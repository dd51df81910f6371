//! Application state and main event loop.
//!
//! This module implements The Elm Architecture (TEA):
//! - [`Model`]: The complete application state
//! - [`Message`]: All possible events and actions
//! - [`update`]: Pure function for state transitions
//! - [`App::run`]: Main event loop with rendering

mod effects;
mod event_loop;
mod input;
pub mod menu;
mod model;
mod update;

pub use model::{GUTTER_WIDTH, Model, PathPrompt, PromptKind, ToastLevel};
pub use update::{Message, update};

use std::path::PathBuf;

use crate::config::Settings;
use crate::document::{DEFAULT_FILE_NAME, Document};
use crate::io::{FileHost, LocalFiles};

/// Main application struct that owns the file host and runs the event loop.
pub struct App {
    document: Document,
    file_name: String,
    file_path: Option<PathBuf>,
    files: Box<dyn FileHost>,
    settings: Settings,
    read_only: bool,
    config_global_path: Option<PathBuf>,
    config_local_path: Option<PathBuf>,
}

impl App {
    /// Create a new application editing `document`.
    pub fn new(document: Document) -> Self {
        Self {
            document,
            file_name: DEFAULT_FILE_NAME.to_string(),
            file_path: None,
            files: Box::new(LocalFiles::new()),
            settings: Settings::default(),
            read_only: false,
            config_global_path: None,
            config_local_path: None,
        }
    }

    /// Name the document after `path`; saving suggests it.
    #[must_use]
    pub fn with_file_path(mut self, path: PathBuf) -> Self {
        self.file_name = crate::io::display_name(&path);
        self.file_path = Some(path);
        self
    }

    /// Use a different file host for open and save.
    #[must_use]
    pub fn with_file_host(mut self, files: Box<dyn FileHost>, read_only: bool) -> Self {
        self.files = files;
        self.read_only = read_only;
        self
    }

    #[must_use]
    pub const fn with_settings(mut self, settings: Settings) -> Self {
        self.settings = settings;
        self
    }

    /// Set config paths to show in help.
    #[must_use]
    pub fn with_config_paths(
        mut self,
        global_path: Option<PathBuf>,
        local_path: Option<PathBuf>,
    ) -> Self {
        self.config_global_path = global_path;
        self.config_local_path = local_path;
        self
    }

    /// Initial model for a terminal of `size`.
    fn initial_model(&self, size: (u16, u16)) -> Model {
        let mut model = Model::new(self.file_name.clone(), self.document.clone(), size)
            .with_settings(self.settings);
        model.file_path.clone_from(&self.file_path);
        model.read_only = self.read_only;
        model
            .config_global_path
            .clone_from(&self.config_global_path);
        model.config_local_path.clone_from(&self.config_local_path);
        model
    }
}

Task details :: Across the entries above, work out how many lines include the string "FileHost", and report only that figure.

Solution to this problem :: 3